- Born: 14 May 1967 Czech Republic
- Died: 10 May 2006 (aged 38) Lhotse
- Cause of death: Exposure, internal injures from fall
- Resting place: Lhotse
- Occupation: Psychiatrist
- Organization: Český horolezecký svaz
- Known for: Casualty of one the most deadly seasons on Mount Everest
- Children: 2

= Pavel Kalný =

Czech mountain climber (1967–2006)

Pavel Kalný (14 May 1967 - 10 May 2006) was a Czech psychiatrist and mountaineer. He climbed Mount Elbrus in 1992 and also on several mountains in the USSR. In 2005 he climbed the entire massif of Mount Logan, Canada's highest peak.

In 2006, together with his friend Martin Minařík, he joined the Norwegian Lhotse Expedition team to climb Lhotse, the fourth highest mountain in the world. It would be his first attempt at an eight-thousander. Eventually, only Kalný and Minařík would climb together in a lean style, without sherpas or porters.

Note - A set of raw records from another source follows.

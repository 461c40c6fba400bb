//! The virtual machine: register heap, call frames, call and exception
//! machinery, and the embedding API.
//!
//! The VM is register based. Registers live in one contiguous value heap;
//! each call pushes a frame whose register window sits directly above the
//! caller's argument stack. The heap grows by doubling. There is no global
//! operand stack: the argument stack is part of each frame's window.
//!
//! Execution is single-threaded and non-reentrant except through
//! [`Vm::call`], which builds a new call frame and runs until that frame
//! returns.

mod dispatch;

use bitflags::bitflags;

use crate::cast::CastCallback;
use crate::class::ClassId;
use crate::config::{LoadFlags, VmConfig};
use crate::error::{Exception, VmResult};
use crate::function::FunctionFlags;
use crate::memory::Slot;
use crate::messages::MessageLog;
use crate::object::CellAddr;
use crate::strings::{index_value, StringPool};
use crate::value::{ObjId, Value};

bitflags! {
    /// Call frame state flags.
    #[derive(Debug, Clone, Copy, PartialEq, Eq)]
    pub struct FrameFlags: u32 {
        /// Frame runs a try block.
        const TRY_BLOCK = 0x0001;
        /// Frame runs an exception catcher.
        const CATCHER = 0x0002;
        /// Try block without outer propagation.
        const UNTRY = 0x0004;
    }
}

/// One call frame. Frames form a chain through their saved return bases.
#[derive(Debug)]
pub struct CallFrame {
    /// First register of this frame's window.
    pub base: usize,

    // Return info.
    pub r_base: usize,
    pub r_pc: usize,
    pub r_sp: usize,
    pub r_sbase: usize,

    /// The function executing in this frame.
    pub function: ObjId,
    /// Objects owned by pending computation; disowned on frame exit.
    pub limbo: Vec<ObjId>,
    /// First argument (heap index) and argument count.
    pub argv: usize,
    pub argc: usize,
    /// Heap index the caller wants the result in, if any.
    pub result: Option<usize>,
    /// Register indices whose values need disowning on scope exit.
    pub cleantab: Vec<u8>,
    /// Base of the register frame holding the nearest-level upvalues.
    pub upvalues: usize,
    pub flags: FrameFlags,
    /// Exception catcher armed by `TRY`, if any.
    pub catcher: Option<ObjId>,
}

/// Loader hook: turns source text into a compiled module. Installed by the
/// embedder; the core itself has no compiler.
pub type LoaderCallback =
    fn(vm: &mut Vm, source: &[u8], flags: LoadFlags) -> VmResult<ObjId>;

/// Argument descriptors for the convenience call entry points.
#[derive(Debug, Clone, Copy)]
pub enum Arg<'a> {
    Nil,
    Int(i32),
    Real(f64),
    Bool(bool),
    /// Interned on push.
    Str(&'a str),
    /// The pushed reference is owned by the argument stack.
    Object(ObjId),
    /// Pushed with full copy semantics.
    Value(Value),
}

/// A virtual machine instance. Owns every object it creates; nothing is
/// shared between instances.
pub struct Vm {
    // Object slab.
    pub(crate) objects: Vec<Slot>,
    pub(crate) free_head: Option<u32>,

    // Value heap and special registers.
    pub(crate) heap: Vec<Value>,
    /// Base of the current register frame (0 at the root).
    pub base: usize,
    /// Program counter within the current function.
    pub pc: usize,
    /// Argument stack pointer.
    pub sp: usize,
    /// Argument stack base for the current call setup.
    pub sbase: usize,

    // Native call convention registers.
    /// Heap index of the first argument to the running native function.
    pub argv: usize,
    /// Number of arguments to the running native function.
    pub argc: usize,
    /// Heap index of the running native function's result slot.
    pub resv: usize,

    pub(crate) frames: Vec<CallFrame>,

    /// Thrown value; `nil` means no exception.
    pub(crate) exception: Value,

    // Class registry and cast matrix.
    pub(crate) classes: Vec<Option<ObjId>>,
    pub(crate) casters: Vec<CastCallback>,
    pub(crate) casters_dim: usize,

    /// String pool; `None` once closed.
    pub(crate) strings: Option<StringPool>,

    // Module bookkeeping.
    pub(crate) dead_modules: Vec<ObjId>,
    pub(crate) loaded_modules: hashbrown::HashMap<String, ObjId>,
    pub(crate) module_id_counter: u32,
    pub(crate) module_lock: u32,

    pub(crate) messages: MessageLog,
    pub(crate) config: VmConfig,
    loader: Option<LoaderCallback>,
    closing: bool,
}
fn s_compare(
    vm: &mut Vm,
    obj: ObjId,
    op1: Option<&Value>,
    op2: Option<&mut Value>,
) -> VmResult<()> {
    let key = op1.ok_or(Exception::WrongType)?;
    if !key.is_objref() {
        return Err(Exception::WrongType);
    }
    let out = op2.ok_or(Exception::Internal)?;
    if key.object() == Some(obj) {
        *out = Value::Integer(0);
        return Ok(());
    }
    let other = vm.value_bytes(key).ok_or(Exception::NotImplemented)?;
    let r = bytes_compare(vm.string_bytes(obj), other);
    *out = Value::Integer(r);
    Ok(())
}

fn s_eq(vm: &mut Vm, obj: ObjId, op1: Option<&Value>, op2: Option<&mut Value>) -> VmResult<()> {
    let key = op1.ok_or(Exception::BadType)?;
    let out = op2.ok_or(Exception::Internal)?;
    let eq = match key {
        Value::ObjRef(o) | Value::WeakRef { target: o, .. } => {
            match &vm.object(*o).payload {
                // Interned: identity is content equality.
                Payload::String(_) => *o == obj,
                Payload::DString(ds) => ds.bytes() == vm.string_bytes(obj),
                _ => false,
            }
        }
        _ => false,
    };
    *out = Value::Boolean(eq);
    Ok(())
}

fn s_add(vm: &mut Vm, obj: ObjId, op1: Option<&Value>, op2: Option<&mut Value>) -> VmResult<()> {
    let rhs = op1.ok_or(Exception::NotImplemented)?;
    let out = op2.ok_or(Exception::Internal)?;
    let self_len = vm.string_bytes(obj).len();
    let rhs_is_interned = rhs
        .object()
        .map_or(false, |ro| matches!(vm.object(ro).payload, Payload::String(_)));
    let rhs_bytes = vm
        .value_bytes(rhs)
        .ok_or(Exception::NotImplemented)?
        .to_vec();

    // Either side empty: adopt the other instance.
    if self_len == 0 && rhs_is_interned {
        let ro = rhs.object().expect("interned operand");
        vm.own_object(ro);
        *out = Value::ObjRef(ro);
        return Ok(());
    }
    if rhs_bytes.is_empty() {
        vm.own_object(obj);
        *out = Value::ObjRef(obj);
        return Ok(());
    }

    let mut buf = Vec::with_capacity(self_len + rhs_bytes.len());
    buf.extend_from_slice(vm.string_bytes(obj));
    buf.extend_from_slice(&rhs_bytes);
    let id = vm.intern_bytes(&buf)?;
    *out = Value::ObjRef(id);
    Ok(())
}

On 9 May 2006, Minařík climbed ahead to Camp IV. Kalný, climbing behind, fell about 200 meters, but survived, experiencing internal injuries. Trapped on the mountain, he was found the next day by a Chilean climbing team led by Rodrigo Jordan who stayed with him until he died of exposure.

He was the 11th person to die on Everest and Lhotse in less than 30 days, in one of the most fatal seasons on the mountain.

After Kalný's death, Czech sculptor Otmar Oliva created a commemorative monument in his memory. In April 2007, Martin Minařík placed it on Lhotse.